● **MATERIAL PROVIDED**:
◇ ◇ ◇ ◇
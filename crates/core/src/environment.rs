//! Environment variable overrides.
//!
//! Overrides are layered on top of the environment the generated script
//! inherits; they never replace it. Names are not restricted to shell
//! identifiers.

use indexmap::IndexMap;

/// Environment overrides by variable name. A repeated name keeps the last value.
pub type Environment = IndexMap<String, String>;

/// Splits a `NAME=VALUE` assignment on its first `=`.
///
/// Without an `=`, the whole argument is the name and the value is empty.
///
/// # Examples
///
/// ```
/// use ttyd_launch_core::environment::split_assignment;
///
/// assert_eq!(split_assignment("A=b=c"), ("A".to_string(), "b=c".to_string()));
/// assert_eq!(split_assignment("A"), ("A".to_string(), String::new()));
/// ```
pub fn split_assignment(assignment: &str) -> (String, String) {
    match assignment.split_once('=') {
        Some((name, value)) => (name.to_string(), value.to_string()),
        None => (assignment.to_string(), String::new()),
    }
}

/// Collects assignments into an [`Environment`], later names overriding earlier ones.
pub fn from_assignments<I>(assignments: I) -> Environment
where
    I: IntoIterator<Item = (String, String)>,
{
    assignments.into_iter().collect()
}
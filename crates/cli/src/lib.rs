//! ttyd-launch CLI Library
//!
//! This crate provides the command-line interface for ttyd-launch, the helper a
//! web terminal front-end uses to run a command or start a shell, locally or
//! on a remote host over SSH.
//!
//! # Architecture
//!
//! - [`cli_args`]: The `ttyd-run` and `ttyd-shell` argument surfaces
//! - [`arguments`]: Value parsers for `--env` and `--cmd`
//! - [`launcher`]: Planning, dry runs, execution and exit codes
//!
//! # Examples
//!
//! ```bash
//! # Run a command locally
//! ttyd-run --cmd "echo hello"
//!
//! # Run a command on a remote host
//! ttyd-run --ssh user@host --ssh -p --ssh 2222 --argv hostname
//!
//! # Start a shell whose history already holds a command
//! ttyd-shell --history "make test" --cwd ~/project
//!
//! # Show what would run, without running it
//! ttyd-run --dry-run --ssh user@host --cmd "ls -la"
//! ```
//!
//! The process exits with the command's (or shell's) exit code, with `2` for
//! usage errors and `125` if the interpreter or SSH client cannot be started.

pub mod arguments;
pub mod cli_args;
pub mod launcher;
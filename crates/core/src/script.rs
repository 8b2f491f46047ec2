//! Generation of the small Python programs that carry out an invocation.
//!
//! Each script is a fixed driver (see `src/drivers/`) preceded by one line that
//! binds `config` to the invocation's data. The data is serialized to JSON and
//! embedded as a single [`string_literal`], so no value is ever spliced into
//! code. The drivers pass on every inherited variable whatever its name, and
//! argv[0] is always a program name.

use log::debug;
use serde::Serialize;

use crate::config::DEFAULT_SHELL;
use crate::environment::Environment;
use crate::error::{Error, Result};
use crate::quoting::string_literal;

/// Name of the seeded history file inside the temporary directory.
pub const HISTORY_FILE_NAME: &str = "history";

const RUN_DRIVER: &str = include_str!("drivers/run.py");
const SHELL_DRIVER: &str = include_str!("drivers/shell.py");

#[derive(Serialize)]
struct RunConfig<'a> {
    argv: Vec<&'a str>,
    cwd: Option<&'a str>,
    env: &'a Environment,
}

#[derive(Serialize)]
struct ShellConfig<'a> {
    history: String,
    history_file_name: &'a str,
    default_shell: &'a str,
    cwd: Option<&'a str>,
    env: &'a Environment,
}

fn with_config<T: Serialize>(config: &T, driver: &str) -> Result<String> {
    let literal = string_literal(&serde_json::to_string(config)?)?;
    Ok(format!("import json\nconfig = json.loads({literal})\n{driver}"))
}

/// Returns the history file content for `history`: each line followed by a newline.
pub fn history_text<S: AsRef<str>>(history: &[S]) -> String {
    history
        .iter()
        .map(|line| format!("{}\n", line.as_ref()))
        .collect()
}

/// Generates a script which runs `argv` and exits with its exit code.
///
/// The script changes into `cwd` when given (a leading `~` is resolved against
/// `$HOME` of the host running it, and a failure exits 1), layers `env` over
/// the environment it inherited and then replaces itself with the command, so
/// the command inherits the standard streams and its exit status becomes the
/// script's. A command that cannot be started exits 127.
///
/// # Errors
///
/// Returns an error if `argv` is empty.
///
/// # Examples
///
/// ```
/// use ttyd_launch_core::environment::Environment;
/// use ttyd_launch_core::script::generate_run_script;
///
/// let argv = vec!["echo".to_string(), "hello world".to_string()];
/// let script = generate_run_script(&argv, None, &Environment::new()).unwrap();
/// assert!(script.starts_with("import json\n"));
/// ```
pub fn generate_run_script<S: AsRef<str>>(
    argv: &[S],
    cwd: Option<&str>,
    env: &Environment,
) -> Result<String> {
    if argv.is_empty() {
        return Err(Error::EmptyCommand);
    }

    let config = RunConfig {
        argv: argv.iter().map(|arg| arg.as_ref()).collect(),
        cwd,
        env,
    };
    let script = with_config(&config, RUN_DRIVER)?;
    debug!("Generated run script:\n{script}");
    Ok(script)
}

/// Generates a script which starts an interactive shell with seeded history.
///
/// The script creates a temporary directory, writes `history` into a file
/// inside it and starts `$SHELL` (or `bash` when unset or empty, after `env`
/// is applied) with `HISTFILE` pointing at that file. It exits with the
/// shell's exit code and removes the directory on every exit path, including
/// `HUP` and `TERM`. `INT` and `QUIT` are left to the interactive shell.
///
/// # Errors
///
/// Returns an error if the invocation data cannot be encoded.
pub fn generate_shell_script<S: AsRef<str>>(
    history: &[S],
    cwd: Option<&str>,
    env: &Environment,
) -> Result<String> {
    let config = ShellConfig {
        history: history_text(history),
        history_file_name: HISTORY_FILE_NAME,
        default_shell: DEFAULT_SHELL,
        cwd,
        env,
    };
    let script = with_config(&config, SHELL_DRIVER)?;
    debug!("Generated shell script:\n{script}");
    Ok(script)
}
use thiserror::Error;

pub type Result<T> = std::result::Result<T, Error>;

#[derive(Error, Debug)]
pub enum Error {
    #[error("Cannot quote {} for the generated script: {}", .what, .original)]
    Quote {
        what: String,
        original: shlex::QuoteError,
    },

    #[error("No command was given to run.")]
    EmptyCommand,

    #[error("Failed to start `{}`: {}", .program, .original)]
    Spawn {
        program: String,
        original: std::io::Error,
    },

    #[error("Error waiting for `{}` to finish: {}", .program, .original)]
    Wait {
        program: String,
        original: std::io::Error,
    },

    #[error("Error encoding invocation data for the generated script: {}", .0)]
    Encode(#[from] serde_json::Error),

    #[error("Error serializing launch plan: {}", .0)]
    Serialize(#[from] serde_yaml::Error),

    #[error("STDIO error: {}", .0)]
    Stdio(#[from] std::io::Error),
}

impl Error {
    pub fn quote_error(what: impl Into<String>, original: shlex::QuoteError) -> Self {
        Self::Quote {
            what: what.into(),
            original,
        }
    }

    pub fn spawn_error(program: impl Into<String>, original: std::io::Error) -> Self {
        Self::Spawn {
            program: program.into(),
            original,
        }
    }

    pub fn wait_error(program: impl Into<String>, original: std::io::Error) -> Self {
        Self::Wait {
            program: program.into(),
            original,
        }
    }
}
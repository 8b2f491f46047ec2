use std::process::{ExitStatus, Stdio};

use log::{debug, info};

use crate::error::{Error, Result};
use crate::launch::LaunchPlan;

/// Runs `plan` with inherited standard streams and waits for it.
///
/// Returns the child's exit code as reported by [`exit_code`].
///
/// # Errors
///
/// Returns [`Error::Spawn`] if the program cannot be started and
/// [`Error::Wait`] if waiting for it fails. A child that runs and exits
/// non-zero is not an error.
pub fn execute_plan(plan: &LaunchPlan) -> Result<u8> {
    info!("Executing: {plan}");

    let mut command = plan.to_command();
    command
        .stdin(Stdio::inherit())
        .stdout(Stdio::inherit())
        .stderr(Stdio::inherit());

    let status = command
        .spawn()
        .map_err(|e| Error::spawn_error(&plan.program, e))?
        .wait()
        .map_err(|e| Error::wait_error(&plan.program, e))?;

    debug!("`{}` finished with {status}", plan.program);
    Ok(exit_code(status))
}

/// Maps a child's exit status onto the code this process should exit with.
///
/// Normal exits keep their code. A child killed by signal `N` maps to
/// `128 + N`, as a shell reports it.
pub fn exit_code(status: ExitStatus) -> u8 {
    if let Some(code) = status.code() {
        return truncate(code);
    }

    #[cfg(unix)]
    {
        use std::os::unix::process::ExitStatusExt;
        if let Some(signal) = status.signal() {
            return truncate(128 + signal);
        }
    }

    1
}

fn truncate(code: i32) -> u8 {
    u8::try_from(code.rem_euclid(256)).unwrap_or(u8::MAX)
}
//! Parsers used as clap `value_parser`s.

use ttyd_launch_core::environment::split_assignment;

/// A command line split into words by POSIX shell rules.
#[derive(Clone, Debug, PartialEq, Eq)]
pub struct CommandLine(pub Vec<String>);

/// Parses a `NAME=VALUE` environment assignment.
///
/// The argument is split on its first `=`; without one the value is empty.
/// Any non-empty name is accepted, including ones a shell could not export
/// such as `MY-VAR`.
///
/// # Errors
///
/// Returns a message if the name is empty.
///
/// # Examples
///
/// ```rust
/// use ttyd_launch_cli::arguments::parse_env_assignment;
///
/// let (name, value) = parse_env_assignment("GREETING=hello=world").unwrap();
/// assert_eq!(name, "GREETING");
/// assert_eq!(value, "hello=world");
/// ```
pub fn parse_env_assignment(assignment: &str) -> Result<(String, String), String> {
    let (name, value) = split_assignment(assignment);
    if name.is_empty() {
        return Err("environment variable name is empty".to_string());
    }
    Ok((name, value))
}

/// Splits a `--cmd` string into arguments with POSIX shell quoting rules.
///
/// # Errors
///
/// Returns a message if the quoting is unbalanced or no words remain.
///
/// # Examples
///
/// ```rust
/// use ttyd_launch_cli::arguments::parse_command_line;
///
/// let command = parse_command_line("echo 'hello world'").unwrap();
/// assert_eq!(command.0, vec!["echo", "hello world"]);
/// ```
pub fn parse_command_line(command: &str) -> Result<CommandLine, String> {
    let words = shlex::split(command)
        .ok_or_else(|| "cannot split command: unterminated quote or trailing escape".to_string())?;

    if words.is_empty() {
        return Err("command is empty".to_string());
    }

    Ok(CommandLine(words))
}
◇ ◇ ◇ ◇
● **YOUR OBJECTIVE**: Show me every line of the entries above that holds "filename".

● **SOLUTION TO THIS EXERCISE**:
filename crates/core/src/environment.rs
filename crates/cli/src/lib.rs
filename crates/core/src/script.rs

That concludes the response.